Wherever a line of the data contains "RequestStatus", copy that line.

• **Given information**:
——

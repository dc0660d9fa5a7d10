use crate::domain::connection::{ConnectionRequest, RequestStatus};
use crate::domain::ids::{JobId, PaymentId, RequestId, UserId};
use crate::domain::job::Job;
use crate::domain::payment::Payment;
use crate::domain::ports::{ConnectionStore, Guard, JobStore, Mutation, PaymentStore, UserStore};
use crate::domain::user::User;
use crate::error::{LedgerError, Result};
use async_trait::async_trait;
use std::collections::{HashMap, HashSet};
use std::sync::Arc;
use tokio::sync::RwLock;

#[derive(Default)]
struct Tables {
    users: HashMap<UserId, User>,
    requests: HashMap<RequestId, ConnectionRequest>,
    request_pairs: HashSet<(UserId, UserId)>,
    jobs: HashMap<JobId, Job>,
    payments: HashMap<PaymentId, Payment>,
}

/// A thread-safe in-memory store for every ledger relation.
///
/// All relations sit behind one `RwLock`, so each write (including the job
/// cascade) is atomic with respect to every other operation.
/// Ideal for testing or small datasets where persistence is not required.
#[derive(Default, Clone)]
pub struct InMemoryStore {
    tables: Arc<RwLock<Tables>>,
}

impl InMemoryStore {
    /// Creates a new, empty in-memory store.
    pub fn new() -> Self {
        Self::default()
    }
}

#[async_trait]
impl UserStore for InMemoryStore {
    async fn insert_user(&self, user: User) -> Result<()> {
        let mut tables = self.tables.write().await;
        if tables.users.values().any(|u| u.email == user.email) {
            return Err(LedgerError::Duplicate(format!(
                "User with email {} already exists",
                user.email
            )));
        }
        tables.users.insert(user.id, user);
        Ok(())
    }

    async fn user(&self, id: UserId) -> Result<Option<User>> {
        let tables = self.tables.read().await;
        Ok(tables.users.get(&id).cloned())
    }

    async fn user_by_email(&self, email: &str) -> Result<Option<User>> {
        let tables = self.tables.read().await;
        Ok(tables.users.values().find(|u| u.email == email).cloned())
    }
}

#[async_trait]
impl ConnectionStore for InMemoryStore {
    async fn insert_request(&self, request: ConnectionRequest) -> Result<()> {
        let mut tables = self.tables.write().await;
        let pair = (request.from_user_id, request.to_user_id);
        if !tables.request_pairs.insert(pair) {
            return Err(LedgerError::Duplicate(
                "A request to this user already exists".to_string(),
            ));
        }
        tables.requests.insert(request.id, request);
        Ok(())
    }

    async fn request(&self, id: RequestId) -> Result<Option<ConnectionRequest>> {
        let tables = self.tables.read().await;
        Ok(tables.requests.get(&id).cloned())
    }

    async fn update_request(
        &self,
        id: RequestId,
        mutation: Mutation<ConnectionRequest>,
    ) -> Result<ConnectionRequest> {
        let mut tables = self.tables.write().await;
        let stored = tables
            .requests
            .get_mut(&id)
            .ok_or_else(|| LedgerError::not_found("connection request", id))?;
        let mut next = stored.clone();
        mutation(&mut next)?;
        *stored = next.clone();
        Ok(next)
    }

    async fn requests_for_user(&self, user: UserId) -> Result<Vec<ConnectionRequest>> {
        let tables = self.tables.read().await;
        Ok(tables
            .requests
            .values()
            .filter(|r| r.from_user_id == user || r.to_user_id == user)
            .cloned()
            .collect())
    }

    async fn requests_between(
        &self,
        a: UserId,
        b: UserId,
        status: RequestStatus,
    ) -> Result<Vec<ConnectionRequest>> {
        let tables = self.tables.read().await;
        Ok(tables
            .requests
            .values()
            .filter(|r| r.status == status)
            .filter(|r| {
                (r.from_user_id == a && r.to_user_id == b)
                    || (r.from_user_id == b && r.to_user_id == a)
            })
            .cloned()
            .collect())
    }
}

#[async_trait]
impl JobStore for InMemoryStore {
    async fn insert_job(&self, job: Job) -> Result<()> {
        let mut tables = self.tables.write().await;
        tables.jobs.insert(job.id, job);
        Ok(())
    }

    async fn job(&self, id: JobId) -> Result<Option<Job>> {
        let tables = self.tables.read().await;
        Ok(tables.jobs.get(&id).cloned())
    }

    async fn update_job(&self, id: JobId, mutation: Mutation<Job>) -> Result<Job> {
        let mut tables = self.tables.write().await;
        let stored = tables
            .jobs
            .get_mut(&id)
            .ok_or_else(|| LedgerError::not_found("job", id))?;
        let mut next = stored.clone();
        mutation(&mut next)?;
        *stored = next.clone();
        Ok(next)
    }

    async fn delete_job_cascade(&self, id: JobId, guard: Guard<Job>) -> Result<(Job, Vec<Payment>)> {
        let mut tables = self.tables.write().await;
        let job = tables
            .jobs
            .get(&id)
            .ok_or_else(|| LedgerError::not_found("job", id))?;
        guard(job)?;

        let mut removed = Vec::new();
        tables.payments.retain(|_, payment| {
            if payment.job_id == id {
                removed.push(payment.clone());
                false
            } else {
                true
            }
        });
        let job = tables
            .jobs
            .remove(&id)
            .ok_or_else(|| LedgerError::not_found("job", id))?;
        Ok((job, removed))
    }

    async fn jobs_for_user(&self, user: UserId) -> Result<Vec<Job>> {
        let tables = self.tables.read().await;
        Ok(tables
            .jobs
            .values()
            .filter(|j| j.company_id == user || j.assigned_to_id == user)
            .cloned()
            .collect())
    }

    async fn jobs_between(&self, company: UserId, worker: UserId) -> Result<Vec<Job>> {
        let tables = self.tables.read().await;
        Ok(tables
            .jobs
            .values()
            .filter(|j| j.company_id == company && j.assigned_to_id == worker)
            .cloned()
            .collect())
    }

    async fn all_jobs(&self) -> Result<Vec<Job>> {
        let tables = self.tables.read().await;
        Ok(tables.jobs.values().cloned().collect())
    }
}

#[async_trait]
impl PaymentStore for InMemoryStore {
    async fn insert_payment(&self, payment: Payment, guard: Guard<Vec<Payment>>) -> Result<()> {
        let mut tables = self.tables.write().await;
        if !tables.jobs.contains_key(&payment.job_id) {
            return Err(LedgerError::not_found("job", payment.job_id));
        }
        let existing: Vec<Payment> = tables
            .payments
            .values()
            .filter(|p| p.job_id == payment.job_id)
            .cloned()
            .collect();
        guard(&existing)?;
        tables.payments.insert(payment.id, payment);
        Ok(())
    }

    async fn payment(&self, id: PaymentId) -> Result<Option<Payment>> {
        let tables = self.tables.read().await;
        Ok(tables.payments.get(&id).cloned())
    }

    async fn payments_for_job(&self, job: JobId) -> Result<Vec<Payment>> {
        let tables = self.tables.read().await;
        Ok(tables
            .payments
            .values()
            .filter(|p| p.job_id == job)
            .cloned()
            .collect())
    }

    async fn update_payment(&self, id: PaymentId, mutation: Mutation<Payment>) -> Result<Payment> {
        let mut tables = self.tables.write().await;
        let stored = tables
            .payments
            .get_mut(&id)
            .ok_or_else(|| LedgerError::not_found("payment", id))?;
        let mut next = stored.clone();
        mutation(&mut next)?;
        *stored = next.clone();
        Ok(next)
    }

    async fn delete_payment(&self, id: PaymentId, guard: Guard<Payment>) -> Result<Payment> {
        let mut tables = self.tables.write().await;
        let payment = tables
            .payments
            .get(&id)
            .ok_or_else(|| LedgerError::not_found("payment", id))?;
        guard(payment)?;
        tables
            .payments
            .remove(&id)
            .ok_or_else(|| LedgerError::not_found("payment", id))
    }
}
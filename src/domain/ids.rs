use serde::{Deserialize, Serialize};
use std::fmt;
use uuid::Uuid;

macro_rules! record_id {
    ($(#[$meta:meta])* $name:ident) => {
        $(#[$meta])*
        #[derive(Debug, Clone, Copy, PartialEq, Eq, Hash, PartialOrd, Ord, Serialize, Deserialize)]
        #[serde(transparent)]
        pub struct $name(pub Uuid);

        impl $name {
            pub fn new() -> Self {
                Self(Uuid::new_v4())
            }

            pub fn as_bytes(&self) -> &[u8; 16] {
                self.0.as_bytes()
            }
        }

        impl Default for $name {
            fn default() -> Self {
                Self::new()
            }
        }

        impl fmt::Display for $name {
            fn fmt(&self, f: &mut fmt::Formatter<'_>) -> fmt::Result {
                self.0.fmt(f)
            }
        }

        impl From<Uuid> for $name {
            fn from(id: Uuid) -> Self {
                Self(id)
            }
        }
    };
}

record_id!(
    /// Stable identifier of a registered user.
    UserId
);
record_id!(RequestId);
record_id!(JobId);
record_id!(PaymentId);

——

• **Answer for this exercise**:
use crate::domain::connection::{ConnectionRequest, RequestStatus};
        status: RequestStatus,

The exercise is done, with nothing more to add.